(Dataset entries)
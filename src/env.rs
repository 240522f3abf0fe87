use std::env;
use std::str::FromStr;

use anyhow::{Context, Result};
use dotenv::dotenv;
use tracing::debug;

use crate::config::NotiConnectionsConfig;

/// Connection settings taken from the environment (and `.env`), applied on
/// top of the configuration file.
#[derive(Debug, Default, Clone, PartialEq)]
pub struct EnvOverrides {
    pub rabbitmq_host: Option<String>,
    pub rabbitmq_port: Option<u16>,
    pub rabbitmq_username: Option<String>,
    pub rabbitmq_password: Option<String>,
    pub rabbitmq_prefetch_count: Option<u16>,
    pub redis_host: Option<String>,
    pub redis_port: Option<u16>,
    pub redis_password: Option<String>,
    pub mongodb_host: Option<String>,
    pub mongodb_port: Option<u16>,
    pub mongodb_username: Option<String>,
    pub mongodb_password: Option<String>,
}

fn var(name: &str) -> Option<String> {
    env::var(name).ok().filter(|value| !value.is_empty())
}

fn parsed<T>(name: &str) -> Result<Option<T>>
where
    T: FromStr,
    T::Err: std::error::Error + Send + Sync + 'static,
{
    var(name)
        .map(|value| value.parse::<T>().with_context(|| format!("{name} is not a valid number: {value}")))
        .transpose()
}

impl EnvOverrides {
    /// Reads `.env` if present, then the process environment.
    pub fn load() -> Result<Self> {
        dotenv().ok();
        Self::from_env()
    }

    pub fn from_env() -> Result<Self> {
        Ok(Self {
            rabbitmq_host: var("RABBITMQ_HOST"),
            rabbitmq_port: parsed("RABBITMQ_PORT")?,
            rabbitmq_username: var("RABBITMQ_USERNAME"),
            rabbitmq_password: var("RABBITMQ_PASSWORD"),
            rabbitmq_prefetch_count: parsed("RABBITMQ_PREFETCH_COUNT")?,
            redis_host: var("REDIS_HOST"),
            redis_port: parsed("REDIS_PORT")?,
            redis_password: var("REDIS_PASSWORD"),
            mongodb_host: var("MONGODB_HOST"),
            mongodb_port: parsed("MONGODB_PORT")?,
            mongodb_username: var("MONGODB_USERNAME"),
            mongodb_password: var("MONGODB_PASSWORD"),
        })
    }

    pub fn apply(&self, config: &mut NotiConnectionsConfig) {
        fn set<T: Clone>(target: &mut T, value: &Option<T>) {
            if let Some(value) = value {
                *target = value.clone();
            }
        }

        set(&mut config.rabbitmq.host, &self.rabbitmq_host);
        set(&mut config.rabbitmq.port, &self.rabbitmq_port);
        set(&mut config.rabbitmq.username, &self.rabbitmq_username);
        set(&mut config.rabbitmq.password, &self.rabbitmq_password);
        set(&mut config.rabbitmq.prefetch_count, &self.rabbitmq_prefetch_count);
        set(&mut config.redis.host, &self.redis_host);
        set(&mut config.redis.port, &self.redis_port);
        set(&mut config.redis.password, &self.redis_password);
        set(&mut config.mongodb.host, &self.mongodb_host);
        set(&mut config.mongodb.port, &self.mongodb_port);
        set(&mut config.mongodb.username, &self.mongodb_username);
        set(&mut config.mongodb.password, &self.mongodb_password);

        if *self != Self::default() {
            debug!("Applied connection overrides from the environment");
        }
    }
}
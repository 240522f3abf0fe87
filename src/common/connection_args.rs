use std::time::Duration;

use super::errors::ArgsError;

pub const DEFAULT_CONNECTION_TIMEOUT: Duration = Duration::from_secs(10);
pub const DEFAULT_CONNECTION_RETRY_WAIT: Duration = Duration::from_millis(200);
pub const DEFAULT_READ_TIMEOUT: Duration = Duration::from_secs(15);
pub const DEFAULT_WRITE_TIMEOUT: Duration = Duration::from_secs(15);
pub const DEFAULT_OPERATION_RETRY_WAIT: Duration = Duration::from_millis(200);

/// Timeouts shared by every driver.
///
/// Fields are private and only reachable through getters, so once a
/// `ConnectionArgsBuilder` has been consumed by `build()` the values can
/// no longer change.
#[derive(Debug, Clone, PartialEq, Eq)]
pub struct ConnectionArgs {
    connection_timeout: Duration,
    connection_retry_wait: Duration,
    read_timeout: Duration,
    write_timeout: Duration,
    operation_retry_wait: Duration,
}

impl Default for ConnectionArgs {
    fn default() -> Self {
        Self {
            connection_timeout: DEFAULT_CONNECTION_TIMEOUT,
            connection_retry_wait: DEFAULT_CONNECTION_RETRY_WAIT,
            read_timeout: DEFAULT_READ_TIMEOUT,
            write_timeout: DEFAULT_WRITE_TIMEOUT,
            operation_retry_wait: DEFAULT_OPERATION_RETRY_WAIT,
        }
    }
}

impl ConnectionArgs {
    pub fn builder() -> ConnectionArgsBuilder {
        ConnectionArgsBuilder::default()
    }

    /// Upper bound for opening one raw connection.
    pub fn connection_timeout(&self) -> Duration {
        self.connection_timeout
    }

    /// Pause between reconnection probes while the manager is recovering.
    pub fn connection_retry_wait(&self) -> Duration {
        self.connection_retry_wait
    }

    pub fn read_timeout(&self) -> Duration {
        self.read_timeout
    }

    pub fn write_timeout(&self) -> Duration {
        self.write_timeout
    }

    /// Pause between attempts inside `Client::execute_closure`.
    pub fn operation_retry_wait(&self) -> Duration {
        self.operation_retry_wait
    }
}

#[derive(Debug, Clone, Default)]
pub struct ConnectionArgsBuilder {
    args: ConnectionArgs,
}

impl ConnectionArgsBuilder {
    pub fn connection_timeout(mut self, timeout: Duration) -> Self {
        self.args.connection_timeout = timeout;
        self
    }

    pub fn connection_retry_wait(mut self, wait: Duration) -> Self {
        self.args.connection_retry_wait = wait;
        self
    }

    pub fn read_timeout(mut self, timeout: Duration) -> Self {
        self.args.read_timeout = timeout;
        self
    }

    pub fn write_timeout(mut self, timeout: Duration) -> Self {
        self.args.write_timeout = timeout;
        self
    }

    pub fn operation_retry_wait(mut self, wait: Duration) -> Self {
        self.args.operation_retry_wait = wait;
        self
    }

    pub fn build(self) -> ConnectionArgs {
        self.args
    }
}

/// Host, port and optional credentials of a backing store.
#[derive(Debug, Clone, PartialEq, Eq)]
pub struct Endpoint {
    pub host: String,
    pub port: u16,
    pub username: Option<String>,
    pub password: Option<String>,
}

impl Endpoint {
    pub fn new(host: impl Into<String>, port: u16) -> Self {
        Self {
            host: host.into(),
            port,
            username: None,
            password: None,
        }
    }

    pub fn with_credentials(mut self, username: impl Into<String>, password: impl Into<String>) -> Self {
        self.username = Some(username.into()).filter(|u| !u.is_empty());
        self.password = Some(password.into()).filter(|p| !p.is_empty());
        self
    }

    /// Builds `scheme://[user[:password]@]host:port/path`.
    pub fn to_uri(&self, driver: &'static str, scheme: &str, path: &str) -> Result<String, ArgsError> {
        if self.host.trim().is_empty() || self.port == 0 {
            return Err(ArgsError::MissingHostOrPort { driver });
        }

        let userinfo = match (&self.username, &self.password) {
            (Some(user), Some(pass)) => format!("{}:{}@", escape_userinfo(user), escape_userinfo(pass)),
            (Some(user), None) => format!("{}@", escape_userinfo(user)),
            (None, Some(pass)) => format!(":{}@", escape_userinfo(pass)),
            (None, None) => String::new(),
        };

        Ok(format!("{scheme}://{userinfo}{}:{}/{path}", self.host, self.port))
    }
}

/// Percent-encodes everything outside the RFC 3986 unreserved set.
fn escape_userinfo(raw: &str) -> String {
    let mut escaped = String::with_capacity(raw.len());
    for byte in raw.bytes() {
        match byte {
            b'A'..=b'Z' | b'a'..=b'z' | b'0'..=b'9' | b'-' | b'.' | b'_' | b'~' => {
                escaped.push(byte as char)
            }
            _ => escaped.push_str(&format!("%{byte:02X}")),
        }
    }
    escaped
}

/// Accepts a caller supplied URI if it carries the expected scheme.
pub(crate) fn check_uri(driver: &'static str, uri: &str, schemes: &[&str]) -> Result<(), ArgsError> {
    let valid = schemes
        .iter()
        .any(|scheme| uri.strip_prefix(scheme).is_some_and(|rest| rest.starts_with("://") && rest.len() > 3));

    if valid {
        Ok(())
    } else {
        Err(ArgsError::InvalidUri {
            driver,
            reason: format!("expected one of {schemes:?} schemes"),
        })
    }
}
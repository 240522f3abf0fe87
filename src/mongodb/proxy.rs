use async_trait::async_trait;
use mongodb::bson::doc;
use mongodb::error::{Error as MongoError, ErrorKind};
use mongodb::options::ClientOptions;
use mongodb::Client;
use tracing::debug;

use super::connection_args::{MongoConnectionArgs, DRIVER};
use crate::common::connection_args::ConnectionArgs;
use crate::common::errors::ArgsError;
use crate::common::proxy::{is_network_error_message, is_network_io_error, ConnectionProxy};

/// Document-store proxy. Each connection is a driver client with its own
/// pool, bounded by the connection timeout for connect and server selection.
pub struct MongoConnectionProxy {
    args: MongoConnectionArgs,
    uri: String,
}

impl MongoConnectionProxy {
    pub fn args(&self) -> &MongoConnectionArgs {
        &self.args
    }
}

#[async_trait]
impl ConnectionProxy for MongoConnectionProxy {
    type Args = MongoConnectionArgs;
    type Connection = Client;
    type Error = MongoError;

    fn validate(args: MongoConnectionArgs) -> Result<Self, ArgsError> {
        let uri = args.uri()?;
        Ok(Self { args, uri })
    }

    fn name(&self) -> &'static str {
        DRIVER
    }

    fn connection_args(&self) -> &ConnectionArgs {
        self.args.base()
    }

    async fn create_connection(&self) -> Result<Client, MongoError> {
        let mut options = ClientOptions::parse(&self.uri).await?;
        options.connect_timeout = Some(self.args.base().connection_timeout());
        options.server_selection_timeout = Some(self.args.base().connection_timeout());
        if let Some(app_name) = self.args.app_name() {
            options.app_name = Some(app_name.to_string());
        }

        let client = Client::with_options(options)?;
        self.ping(&client).await?;
        debug!(host = %self.args.endpoint().host, "MongoDB client connected");
        Ok(client)
    }

    async fn ping(&self, client: &Client) -> Result<(), MongoError> {
        client.database("admin").run_command(doc! { "ping": 1 }).await?;
        Ok(())
    }

    fn is_network_error(&self, err: &MongoError) -> bool {
        match &*err.kind {
            ErrorKind::Io(io) => is_network_io_error(io),
            ErrorKind::ConnectionPoolCleared { .. } | ErrorKind::ServerSelection { .. } => true,
            _ => is_network_error_message(&err.to_string()),
        }
    }

    fn close_connection(&self, client: Client) {
        tokio::spawn(async move {
            client.shutdown().immediate(true).await;
        });
    }
}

**Problem**
Scan the data above for the word "MongoConnectionProxy". Copy every line in which it is found.

**Solution**
pub struct MongoConnectionProxy {
impl MongoConnectionProxy {
impl ConnectionProxy for MongoConnectionProxy {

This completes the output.